:: WHAT TO WORK ON ::
When the line containing "or NaN), regardless" is reached, include it and end there; set down verbatim every line before it, starting at the top of the records.

Stored items:
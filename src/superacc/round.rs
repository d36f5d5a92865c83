use super::*;

impl Superaccumulator {
  /// Round the accumulated value to the nearest `f64`, ties to even. This is the final step of a
  /// reduction, and the *only* step that actually rounds.
  ///
  /// The accumulator itself is not modified, so rounding again yields the same value.
  ///
  /// If an infinity or NaN was accumulated, the result is the IEEE sum of just those (so `+∞`,
  /// `-∞`, or NaN), regardless of the finite values. A value beyond the range of `f64` rounds to
  /// an infinity. If a carry ever escaped the most significant bin, the value is lost and the
  /// result is [`Error::RangeOverflow`].
  ///
  /// # Example
  ///
  /// ```
  /// # use repro_blas::Superaccumulator;
  /// let mut acc = Superaccumulator::ZERO;
  /// acc += 1.;
  /// acc += f64::EPSILON / 2.;  // A tie: rounds to even, i.e. down to 1
  /// assert_eq!(acc.round(), Ok(1.));
  /// acc += f64::MIN_POSITIVE;  // No longer a tie: rounds up
  /// assert_eq!(acc.round(), Ok(1. + f64::EPSILON));
  /// ```
  pub fn round(&self) -> Result<f64> {
    if self.overflow {
      return Err(Error::RangeOverflow)
    }
    if self.non_finite != 0. {
      // Canonicalize NaNs: their sign and payload would otherwise depend on the order in which
      // they were summed.
      return Ok(if self.non_finite.is_nan() {f64::NAN} else {self.non_finite})
    }

    let mut acc = self.clone();
    let negative = acc.normalize();

    // Work on the magnitude: negate every bin and normalize again, after which all bins are
    // non-negative.
    if negative {
      if acc.bins[Self::IMAX] == i64::MIN {
        // Below -2^1071, far beyond `f64::MIN`.
        return Ok(f64::NEG_INFINITY)
      }
      for bin in &mut acc.bins {
        *bin = -*bin;
      }
      acc.imin = Self::IMIN;
      acc.imax = Self::IMAX;
      acc.normalize();
    }
    if acc.overflow {
      return Err(Error::RangeOverflow)
    }

    Ok(acc.round_magnitude(negative))
  }

  /// Round a normalized, non-negative accumulator, and give it the sign `negative`.
  fn round_magnitude(&self, negative: bool) -> f64 {
    debug_assert!(self.is_normalized() && self.bins.iter().all(|&b| b >= 0));

    // Find the most significant non-zero bin. If there is none, the value is exactly 0.
    let Some(i) = self.bins.iter().rposition(|&b| b != 0) else {
      return 0.
    };

    // Take that bin and the one below it as a `window` of bits. Since the leading bin is not 0,
    // the window has at least `DIGITS + 1 = 57` significant bits: more than the 53 of an `f64`,
    // plus a round bit, so every bin further down only matters as a `sticky` bit.
    //
    // Visualised:
    //
    //   bins: …0000|0000000001101…|0110101101…|1001…|0000…|0101…
    //               [       window           ][     sticky     ]
    //
    // The least significant bin has nothing below it, but its weight is below the smallest
    // subnormal anyway.
    let (window, base, sticky) = if i == Self::IMIN {
      (self.bins[i] as u128, Self::bin_exponent(i), false)
    } else {
      let window = (self.bins[i] as u128) << Self::DIGITS | self.bins[i - 1] as u128;
      let sticky = self.bins[.. i - 1].iter().any(|&b| b != 0);
      (window, Self::bin_exponent(i - 1), sticky)
    };

    // The window represents `window · 2^base`. Its msb has exponent `msb_exp`, so the lsb of the
    // rounded result has exponent `msb_exp - 52`, or that of the smallest subnormal if the result
    // is subnormal.
    let width = u128::BITS - window.leading_zeros();
    let msb_exp = width as i32 - 1 + base;
    let lsb_exp = (msb_exp - float::MANTISSA_DIGITS_EXPLICIT as i32).max(float::MIN_LSB_EXP);

    // Shift out the bits below `lsb_exp` and round to nearest, ties to even, considering the
    // `sticky` bits from the lower bins too.
    let shift = (lsb_exp - base) as u32;
    debug_assert!(0 < shift && shift < u128::BITS);
    let significand = window >> shift;
    let rest = window & ((1 << shift) - 1);
    let half = 1 << (shift - 1);
    let round_up = rest > half || rest == half && (sticky || significand & 1 == 1);

    float::compose(negative, (significand + u128::from(round_up)) as u64, lsb_exp)
  }
}

impl TryFrom<&Superaccumulator> for f64 {
  type Error = Error;

  /// Same as [`Superaccumulator::round`].
  fn try_from(value: &Superaccumulator) -> Result<Self> {
    value.round()
  }
}

#[cfg(test)]
mod tests {
  use super::*;
  use super::rational::{exact_sum, is_correct_rounded};
  use proptest::prelude::*;

  fn sum(xs: &[f64]) -> Result<f64> {
    let mut acc = Superaccumulator::ZERO;
    acc.accumulate_all(xs);
    acc.round()
  }

  #[test]
  fn cancellation() {
    assert_eq!(sum(&[1e16, 1., -1e16, 1., 1., -1.]), Ok(2.));
    assert_eq!(sum(&[1e300, 1e-300, -1e300]), Ok(1e-300));
    assert_eq!(sum(&[f64::MAX, 1., f64::MIN]), Ok(1.));
  }

  #[test]
  fn zero() {
    assert_eq!(sum(&[]), Ok(0.));
    assert_eq!(sum(&[3., -3.]).map(f64::to_bits), Ok(0));
  }

  #[test]
  fn negative() {
    assert_eq!(sum(&[-1.]), Ok(-1.));
    assert_eq!(sum(&[-0.75, -1e-20]), Ok(-0.75 - 1e-20));
    assert_eq!(sum(&[1., -2.5]), Ok(-1.5));
  }

  #[test]
  fn subnormals() {
    let tiny = f64::from_bits(1);
    assert_eq!(sum(&[tiny]), Ok(tiny));
    assert_eq!(sum(&[tiny, tiny, -tiny]), Ok(tiny));
    assert_eq!(sum(&[f64::MIN_POSITIVE, -tiny]), Ok(f64::MIN_POSITIVE - tiny));
    assert_eq!(sum(&[-f64::MIN_POSITIVE / 4.]), Ok(-f64::MIN_POSITIVE / 4.));
  }

  #[test]
  fn ties_to_even() {
    let half_ulp = f64::EPSILON / 2.;
    assert_eq!(sum(&[1., half_ulp]), Ok(1.));
    assert_eq!(sum(&[1. + f64::EPSILON, half_ulp]), Ok(1. + 2. * f64::EPSILON));
    assert_eq!(sum(&[-1., -half_ulp]), Ok(-1.));
    assert_eq!(sum(&[1., half_ulp, 1e-300]), Ok(1. + f64::EPSILON));
    assert_eq!(sum(&[1., half_ulp, -1e-300]), Ok(1.));
  }

  #[test]
  fn overflow_to_infinity() {
    assert_eq!(sum(&[f64::MAX, f64::MAX]), Ok(f64::INFINITY));
    assert_eq!(sum(&[f64::MIN, f64::MIN]), Ok(f64::NEG_INFINITY));
    assert_eq!(sum(&[f64::MAX, f64::MAX, f64::MIN]), Ok(f64::MAX));
  }

  #[test]
  fn non_finite() {
    assert_eq!(sum(&[1., f64::INFINITY, 2.]), Ok(f64::INFINITY));
    assert_eq!(sum(&[f64::NEG_INFINITY, -1e300]), Ok(f64::NEG_INFINITY));
    assert!(sum(&[f64::INFINITY, 1., f64::NEG_INFINITY]).unwrap().is_nan());
    assert_eq!(sum(&[-f64::NAN, 1.]).map(f64::to_bits), Ok(f64::NAN.to_bits()));
  }

  #[test]
  fn range_overflow() {
    let mut bins = [0; BIN_COUNT];
    bins[Superaccumulator::IMAX] = i64::MAX;
    let mut acc = Superaccumulator::from_bins(bins);
    acc.accumulate_word(Superaccumulator::IMAX, i64::MAX);
    assert_eq!(acc.round(), Err(Error::RangeOverflow));
    // Sticky
    acc += 1.;
    assert_eq!(acc.round(), Err(Error::RangeOverflow));
  }

  #[test]
  fn round_twice() {
    let mut acc = Superaccumulator::ZERO;
    acc.accumulate_all(&[0.1, 0.2, 0.3, -1e-17]);
    let once = acc.round();
    assert_eq!(acc.round(), once);
    assert_eq!(f64::try_from(&acc), once);
  }

  #[test]
  fn does_not_mutate() {
    let mut acc = Superaccumulator::ZERO;
    acc.accumulate_all(&[-0.1, 0.7]);
    let before = *acc.bins();
    let _ = acc.round();
    assert_eq!(*acc.bins(), before);
    assert!(!acc.is_normalized());
  }

  proptest!{
    #![proptest_config(ProptestConfig::with_cases(crate::PROPTEST_CASES))]
    #[test]
    fn correctly_rounded(xs in crate::test::wild_vec(0 .. 100)) {
      let rounded = sum(&xs).unwrap();
      prop_assert!(is_correct_rounded(&exact_sum(&xs), rounded));
    }

    #[test]
    fn idempotent(xs in crate::test::wild_vec(0 .. 100)) {
      let mut acc = Superaccumulator::ZERO;
      acc.accumulate_all(&xs);
      let first = acc.round().unwrap();
      let second = acc.round().unwrap();
      prop_assert_eq!(first.to_bits(), second.to_bits());
    }
  }
}
use flint_interpreter::CompileError;

fn red(text: &str) -> String {
  format!("\u{001b}[31m{text}\u{001b}[0m")
}

fn bold(text: &str) -> String {
  format!("\u{001b}[1m{text}\u{001b}[0m")
}

pub fn error_message(message: &str) {
  eprintln!("{} {}", bold(&red("Error:")), bold(message));
}

pub fn compile_errors(errors: &[CompileError]) {
  for error in errors {
    eprintln!("{error}");
  }
}
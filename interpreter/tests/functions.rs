use flint_test::*;

flint_test!(call_with_arguments
  "fn add(a, b) { return a + b; } print add(1, 2);"
  stdout == "3\n"
);

flint_test!(arguments_arrive_in_declaration_order
  "fn show(a, b) { print a; print b; } show(1, 2);"
  stdout == "1\n2\n"
);

flint_test!(function_without_return_yields_nil
  "fn noop() {} print noop();"
  stdout == "nil\n"
);

flint_test!(bare_return_yields_nil
  "fn stop() { return; } print stop();"
  stdout == "nil\n"
);

flint_test!(expression_bodied_function
  "fn double(x) = x * 2; print double(4);"
  stdout == "8\n"
);

flint_test!(missing_arguments_are_padded_with_nil
  "fn show(a, b) { print a; print b; } show(1);"
  stdout == "1\nnil\n"
);

flint_test!(too_many_arguments_is_rejected
  "fn show(a) {} show(1, 2);"
  CompileError "too many arguments provided to function"
);

flint_test!(recursion_before_the_call_site_reads
  "fn fact(n) { if n < 2 { return 1; } return n * fact(n - 1); } print fact(5);"
  stdout == "120\n"
);

flint_test!(multiple_return_values_swap
  "fn swap(a, b) { return b, a; } var (p, q) = swap(1, 2); print p; print q;"
  stdout == "2\n1\n"
);

flint_test!(extra_destructuring_targets_get_nil
  "fn two() { return 1, 2; } var (a, b, c) = two(); print a; print b; print c;"
  stdout == "1\n2\nnil\n"
);

flint_test!(tuples_print_their_elements
  "fn two() { return 1, 2; } var t = two(); print t;"
  stdout == "(1, 2)\n"
);

flint_test!(functions_are_first_class_values
  "fn greet() { return \"hi\"; } var g = greet; print g;"
  stdout == "greet\n"
);

flint_test!(anonymous_functions_are_values
  "var f = fn (a) = a; print f;"
  stdout == "anonymous\n"
);

flint_test!(main_runs_after_the_static_chunk
  "
  print \"static\";
  fn main() { print \"entry\"; }
  "
  stdout == "static\nentry\n"
);

flint_test!(main_with_parameters_is_rejected
  "fn main(a) { print a; }"
  CompileError "main function cannot take arguments"
);

flint_test!(top_level_return_stops_the_program
  "print 1; return; print 2;"
  stdout == "1\n"
);

flint_test!(functions_read_enclosing_slots
  "var x = 1; fn read_x() { return x; } print read_x() is 1;"
  stdout == "true\n"
);

flint_test!(functions_see_earlier_declarations
  "fn late() { return 1; } fn early() { return late(); } print early();"
  stdout == "1\n"
);

flint_test!(forward_references_are_rejected
  "fn early() { return late(); } fn late() { return 1; }"
  CompileError "use of unknown identifier"
);

flint_test!(runaway_recursion_overflows
  "fn forever() { forever(); } forever();"
  RuntimeError "call stack overflow"
);
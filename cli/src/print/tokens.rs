use flint_syntax::{Scanner, Token, TokenType};

pub fn print(source: &str) {
  let mut scanner = Scanner::new(source);
  let mut last_line = 0;

  println!("     ╭─[Tokens]");
  loop {
    let token = scanner.scan_token();
    print_token(token, &mut last_line);

    if token.ttype == TokenType::FStringStart {
      loop {
        let token = scanner.scan_fstring();
        print_token(token, &mut last_line);

        if matches!(
          token.ttype,
          TokenType::FStringEnd | TokenType::Error | TokenType::Eof
        ) {
          break;
        }
      }
    }

    if matches!(token.ttype, TokenType::Eof | TokenType::Error) {
      break;
    }
  }
  println!("─────╯");

  if !scanner.state.ok {
    super::error_message(scanner.state.message);
  }
}

fn print_token(token: Token, last_line: &mut u32) {
  if token.line == *last_line {
    print!("     │ ");
  } else {
    print!("{:>4} │ ", token.line);
    *last_line = token.line;
  }
  println!("{:?} ({})", token.ttype, token.lexeme);
}
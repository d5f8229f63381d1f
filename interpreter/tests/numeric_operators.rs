use flint_test::*;

flint_test!(addition
  "print 1 + 2;"
  stdout == "3\n"
);

flint_test!(precedence_with_power
  "print 2 + 3 * 4 ^ 2;"
  stdout == "50\n"
);

flint_test!(power_binds_tighter_than_unary_result
  "print 2 * 3 ^ 2;"
  stdout == "18\n"
);

flint_test!(power_is_right_associative
  "print 2 ^ 3 ^ 2;"
  stdout == "512\n"
);

flint_test!(division_produces_fractions
  "print 1 / 2;"
  stdout == "0.5\n"
);

flint_test!(modulo
  "print 7 % 3;"
  stdout == "1\n"
);

flint_test!(unary_minus
  "print -3 + 5;"
  stdout == "2\n"
);

flint_test!(grouping_overrides_precedence
  "print (1 + 2) * 3;"
  stdout == "9\n"
);

flint_test!(comparisons_print_booleans
  "print 1 < 2; print 2 > 3;"
  stdout == "true\nfalse\n"
);

flint_test!(equality_on_numbers
  "print 1 == 1; print 1 != 2;"
  stdout == "true\ntrue\n"
);

flint_test!(not_negates_truthiness
  "print !nil; print !0;"
  stdout == "true\nfalse\n"
);

flint_test!(folding_matches_runtime_evaluation
  "var a = 2; var b = 3; print 2 * 3 + 1; print a * b + 1;"
  stdout == "7\n7\n"
);

flint_test!(mixed_operand_addition_fails
  "print 1 + true;"
  RuntimeError "invalid operands to binary expression"
);

flint_test!(modulo_requires_numbers
  "print \"a\" % 2;"
  RuntimeError "operands to binary expression must be numbers"
);

flint_test!(power_requires_numbers
  "print true ^ 2;"
  RuntimeError "operands to binary expression must be numbers"
);

flint_test!(negating_a_boolean_fails
  "print -true;"
  RuntimeError "negation operand must be a number"
);
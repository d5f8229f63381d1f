use flint_test::*;

flint_test!(line_comments_are_ignored
  "
  // a leading comment
  print 1; // a trailing comment
  // a closing comment
  "
  stdout == "1\n"
);

flint_test!(block_comments_are_ignored
  "print /* inline */ 1; /* spanning
  several
  lines */ print 2;"
  stdout == "1\n2\n"
);

flint_test!(unterminated_block_comment_is_rejected
  "print 1; /* never closed"
  CompileError "multiline comment is not terminated"
);

flint_test!(comment_only_source_is_a_valid_program
  "// nothing to do"
  stdout == ""
);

:: RESULT OF THIS EXERCISE ::
filename src/superacc/round.rs
repository d36f5d5a92865c83
use super::*;

impl Superaccumulator {
  /// Round the accumulated value to the nearest `f64`, ties to even. This is the final step of a
  /// reduction, and the *only* step that actually rounds.
  ///
  /// The accumulator itself is not modified, so rounding again yields the same value.
  ///
  /// If an infinity or NaN was accumulated, the result is the IEEE sum of just those (so `+∞`,
  /// `-∞`, or NaN), regardless of the finite values. A value beyond the range of `f64` rounds to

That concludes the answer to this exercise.